I talk all the time about how business rules (aka procedures) are vitally important to insure consistency of quality and continuity of service. You cannot grow your business if all the people you hire go willy-nilly about their day. Training is easier when every process is documented. My belief is:
"The more employees understand about their jobs, the better decisions they make!"
<= Leslie rule!
In our personal lives, rules do protect us: Don't cross the street without looking. Don't run with scissors. Separate your clothes before washing. Don't text while driving. Think twice about eating whatever that green fuzzy thing is that's been in the refrigerator for a month.
But, as those of us who have lived alone for a very long time can attest, tying to integrate a new person into your life makes it glaringly obvious we might have become a little excessive and/or rigid in the number of rules we've created. At first I thought maybe I made all these rules because of my type-A personality.
I tried searching for correlations between rules-based personalities and Type A. No luck. Rules-based and first born? Nope, nothing there. Rules-based and compulsive? Nope. In fact, there seems to be no relationship between rules-based personalities and any other type of personality or compulsion at all.
So I asked a therapist friend of mine and she said that rule-based personalities actually are about control. Rule-followers like the structure and security of clear and detailed guidelines. It makes us feel safe.
That makes perfectly good sense. But then I ran across a quote by Therese Anne Fowler, an American author, who said, "Some rules are nothing but old habits that people are afraid to change". You know what? If we are honest with ourselves, it is easy to see that might well be true.
As an extremely simple example of old habit rules:
Does the bed really have to be made exactly the way you've been doing it all your adult life? Or is it perfectly fine for someone to make it their way? Will the world fall apart if there is a wrinkle? Or a pillow askew? What horrible thing might happen if the blanket is longer on one side or the other? And shouldn't we be grateful that someone else wants to make it at all?
You get the idea here. Sometimes we get in a rut about some task, which then becomes a habit, which then morphs into a rule. And once it's a rule, for some odd reason, we become extremely inflexible about it.
Fortunately, not only are Dan and I both rules-based people, we both believe that if you have a rule, even an apparently ridiculous rule, it is okay to keep it. Each of has the same perspective: It's your rule. I'll abide by it.
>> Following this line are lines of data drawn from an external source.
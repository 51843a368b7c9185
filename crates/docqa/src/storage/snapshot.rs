//! Durable snapshot of the vector index and its metadata sidecar
//!
//! Layout of the index directory:
//!
//! ```text
//! manifest.json              {generation, dimension, count, committed_at}
//! vectors-00000007.bin       bincode: dimension, count, flat f32 data
//! metadata-00000007.json     JSON array of chunk records
//! ```
//!
//! Both artifacts of a generation are written and fsynced before the manifest is
//! replaced, and the manifest rename is the only commit point. A crash at any step
//! leaves the previous manifest pointing at a complete, matching pair.

use chrono::{DateTime, Utc};
use serde::{Deserialize, Serialize};
use std::fs::{self, File};
use std::io::{ErrorKind, Write};
use std::path::{Path, PathBuf};

use crate::error::{Error, Result};
use crate::types::ChunkRecord;

const MANIFEST_FILE: &str = "manifest.json";
const VECTORS_PREFIX: &str = "vectors-";
const METADATA_PREFIX: &str = "metadata-";
const TMP_SUFFIX: &str = ".tmp";

/// Commit record naming the live generation
#[derive(Debug, Clone, Serialize, Deserialize)]
pub struct Manifest {
    pub generation: u64,
    pub dimension: usize,
    pub count: usize,
    pub committed_at: DateTime<Utc>,
}

#[derive(Serialize)]
struct VectorFileRef<'a> {
    dimension: u64,
    count: u64,
    data: &'a [f32],
}

#[derive(Deserialize)]
struct VectorFile {
    dimension: u64,
    count: u64,
    data: Vec<f32>,
}

/// State read back from disk
#[derive(Debug, Clone)]
pub struct LoadedSnapshot {
    pub generation: u64,
    /// Row-major, `count * dimension` values
    pub vectors: Vec<f32>,
    pub records: Vec<ChunkRecord>,
}

/// Reads and writes index snapshots in one directory
#[derive(Debug, Clone)]
pub struct SnapshotStore {
    dir: PathBuf,
}

impl SnapshotStore {
    /// Open (and create if needed) the index directory
    pub fn open(dir: impl Into<PathBuf>) -> Result<Self> {
        let dir = dir.into();
        fs::create_dir_all(&dir)?;
        Ok(Self { dir })
    }

    pub fn dir(&self) -> &Path {
        &self.dir
    }

    fn manifest_path(&self) -> PathBuf {
        self.dir.join(MANIFEST_FILE)
    }

    fn vectors_path(&self, generation: u64) -> PathBuf {
        self.dir.join(format!("{}{:08}.bin", VECTORS_PREFIX, generation))
    }

    fn metadata_path(&self, generation: u64) -> PathBuf {
        self.dir.join(format!("{}{:08}.json", METADATA_PREFIX, generation))
    }

    /// Read the committed manifest, if any
    pub fn manifest(&self) -> Result<Option<Manifest>> {
        let raw = match fs::read(self.manifest_path()) {
            Ok(raw) => raw,
            Err(e) if e.kind() == ErrorKind::NotFound => return Ok(None),
            Err(e) => return Err(e.into()),
        };

        serde_json::from_slice(&raw)
            .map(Some)
            .map_err(|e| Error::corrupt_state(format!("{} unreadable: {}", MANIFEST_FILE, e)))
    }

    /// Load the committed snapshot
    ///
    /// Returns `None` when nothing has been committed yet.
    pub fn load(&self, dimension: usize) -> Result<Option<LoadedSnapshot>> {
        let Some(manifest) = self.manifest()? else {
            return Ok(None);
        };

        if manifest.dimension != dimension {
            return Err(Error::DimensionMismatch {
                expected: dimension,
                actual: manifest.dimension,
            });
        }

        let vectors_path = self.vectors_path(manifest.generation);
        let raw = read_artifact(&vectors_path)?;
        let (file, _): (VectorFile, usize) =
            bincode::serde::decode_from_slice(&raw, bincode::config::standard()).map_err(|e| {
                Error::corrupt_state(format!("{} unreadable: {}", vectors_path.display(), e))
            })?;

        if file.dimension as usize != manifest.dimension || file.count as usize != manifest.count {
            return Err(Error::corrupt_state(format!(
                "{} holds {} vectors of dimension {}, manifest expects {} of dimension {}",
                vectors_path.display(),
                file.count,
                file.dimension,
                manifest.count,
                manifest.dimension
            )));
        }
        let expected_values = manifest.count.checked_mul(manifest.dimension).ok_or_else(|| {
            Error::corrupt_state(format!(
                "{} vectors of dimension {} overflow",
                manifest.count, manifest.dimension
            ))
        })?;
        if file.data.len() != expected_values {
            return Err(Error::corrupt_state(format!(
                "{} holds {} values, expected {}",
                vectors_path.display(),
                file.data.len(),
                expected_values
            )));
        }

        let metadata_path = self.metadata_path(manifest.generation);
        let raw = read_artifact(&metadata_path)?;
        let records: Vec<ChunkRecord> = serde_json::from_slice(&raw).map_err(|e| {
            Error::corrupt_state(format!("{} unreadable: {}", metadata_path.display(), e))
        })?;

        if records.len() != manifest.count {
            return Err(Error::corrupt_state(format!(
                "{} vectors but {} metadata records",
                manifest.count,
                records.len()
            )));
        }

        tracing::debug!(
            "Loaded index generation {} ({} vectors)",
            manifest.generation,
            manifest.count
        );

        Ok(Some(LoadedSnapshot {
            generation: manifest.generation,
            vectors: file.data,
            records,
        }))
    }

    /// Write `vectors`/`records` as `generation` and commit it
    pub fn persist(
        &self,
        generation: u64,
        dimension: usize,
        vectors: &[f32],
        records: &[ChunkRecord],
    ) -> Result<Manifest> {
        if Some(vectors.len()) != records.len().checked_mul(dimension) {
            return Err(Error::internal(format!(
                "refusing to persist {} values for {} records of dimension {}",
                vectors.len(),
                records.len(),
                dimension
            )));
        }

        self.stage(generation, dimension, vectors, records)?;

        let manifest = Manifest {
            generation,
            dimension,
            count: records.len(),
            committed_at: Utc::now(),
        };
        write_atomic(&self.manifest_path(), &serde_json::to_vec_pretty(&manifest)?)?;
        sync_dir(&self.dir);

        tracing::debug!("Committed index generation {} ({} vectors)", generation, records.len());

        self.remove_stale(generation);
        Ok(manifest)
    }

    /// Write both artifacts of `generation` and make their names durable
    ///
    /// Nothing is committed; `load` keeps returning the previous generation.
    fn stage(
        &self,
        generation: u64,
        dimension: usize,
        vectors: &[f32],
        records: &[ChunkRecord],
    ) -> Result<()> {
        let vector_bytes = bincode::serde::encode_to_vec(
            VectorFileRef {
                dimension: dimension as u64,
                count: records.len() as u64,
                data: vectors,
            },
            bincode::config::standard(),
        )
        .map_err(|e| Error::internal(format!("Failed to encode vectors: {}", e)))?;
        write_atomic(&self.vectors_path(generation), &vector_bytes)?;

        let metadata_bytes = serde_json::to_vec(records)?;
        write_atomic(&self.metadata_path(generation), &metadata_bytes)?;

        // Artifact renames must reach disk before the manifest can name them
        sync_dir(&self.dir);
        Ok(())
    }

    /// Delete artifacts of other generations and leftover temp files
    ///
    /// Failures are logged only; stale files never affect what `load` reads.
    pub fn remove_stale(&self, live_generation: u64) {
        let entries = match fs::read_dir(&self.dir) {
            Ok(entries) => entries,
            Err(e) => {
                tracing::warn!("Cannot scan {} for stale files: {}", self.dir.display(), e);
                return;
            }
        };

        let live_vectors = self.vectors_path(live_generation);
        let live_metadata = self.metadata_path(live_generation);

        for entry in entries.flatten() {
            let path = entry.path();
            let Some(name) = path.file_name().and_then(|n| n.to_str()) else {
                continue;
            };

            let is_artifact = name.starts_with(VECTORS_PREFIX) || name.starts_with(METADATA_PREFIX);
            let stale = name.ends_with(TMP_SUFFIX)
                || (is_artifact && path != live_vectors && path != live_metadata);

            if stale {
                match fs::remove_file(&path) {
                    Ok(()) => tracing::debug!("Removed stale index file {}", name),
                    Err(e) => tracing::warn!("Failed to remove stale index file {}: {}", name, e),
                }
            }
        }
    }
}

fn read_artifact(path: &Path) -> Result<Vec<u8>> {
    fs::read(path).map_err(|e| {
        if e.kind() == ErrorKind::NotFound {
            Error::corrupt_state(format!("manifest references missing {}", path.display()))
        } else {
            Error::Io(e)
        }
    })
}

/// Write to a temp file, fsync, then rename over `path`
fn write_atomic(path: &Path, bytes: &[u8]) -> Result<()> {
    let file_name = path
        .file_name()
        .and_then(|n| n.to_str())
        .ok_or_else(|| Error::internal(format!("invalid artifact path {}", path.display())))?;
    let tmp = path.with_file_name(format!("{}{}", file_name, TMP_SUFFIX));

    {
        let mut file = File::create(&tmp)?;
        file.write_all(bytes)?;
        file.sync_all()?;
    }
    fs::rename(&tmp, path)?;
    Ok(())
}

#[cfg(unix)]
fn sync_dir(dir: &Path) {
    if let Err(e) = File::open(dir).and_then(|d| d.sync_all()) {
        tracing::warn!("Failed to fsync {}: {}", dir.display(), e);
    }
}

#[cfg(not(unix))]
fn sync_dir(_dir: &Path) {}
Maybe that kind of understanding comes with age. He wants me to be who I am and l feel likewise for him. But if we have habits that don't serve any logical purpose, maybe we can let them go; for our own sake; if not for the other person. Trying to maintain a death grip of control on every little aspect of your life is exhausting.
I think I'll adopt Katharine Hepburn's way of thinking: throw (most of) the rules out the window -- let's go have fun!